So, What is Exactly the Cuboid Volume?
In general, a cuboid’s volume is the amount of space covered by a cuboid. The cuboid is basically a three-dimensional shape with dimensions of length, width, and height. So, if we start with a rectangle sheet and keep stacking them, we will create a shape with some height, breadth, and length.
The sheets’ stack resembles a cuboid because it has six faces, eight vertices, and twelve edges.

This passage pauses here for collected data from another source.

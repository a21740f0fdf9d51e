// Named database connections loaded from a sectioned datasource file

pub mod config;
pub mod db;

pub use config::{ConfigError, DataSourceConfig, RawConfig, Section};
pub use db::{
    CellValue, Connection, ConnectionRegistry, DatabaseError, DriverRegistry, Param, ResultSet,
    Vendor,
};
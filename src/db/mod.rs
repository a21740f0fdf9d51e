// Database Module
// Vendor drivers, the connection registry, and query helpers

pub mod blocking;
pub mod connections;
pub mod drivers;
pub mod query;
pub mod registry;
pub mod traits;

// ============================================================================
// Re-exports
// ============================================================================

pub use connections::{ConnectionRegistry, SharedConnection};
pub use query::{bind_values, Param, ResultSet};
pub use registry::DriverRegistry;
pub use traits::{CellValue, ColumnInfo, Connection, DatabaseDriver, DatabaseError, Vendor};

#[cfg(feature = "mysql")]
pub use drivers::MysqlDriver;
#[cfg(feature = "oracle")]
pub use drivers::OracleDriver;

The volume’s metric units are generally cubic centimeters or cubic meters, whereas the US Customary System (also known as USCS) volume units are typically measured in cubic feet or cubic inches.
Because a cuboid’s volume is determined by its height, breadth, and length, changing any of these parameters alters the volume of the shape.
The formula for A Cuboid’s Volume
The basic formula for a cuboid’s volume might be obtained from the rectangle sheet notion. Let’s call the surface of a rectangle sheet of paper ‘X,’ the height to which they can be stacked ‘h,’ and the cuboid’s volume ‘V.’ The cuboid’s volume is then calculated by multiplying the height by the base area.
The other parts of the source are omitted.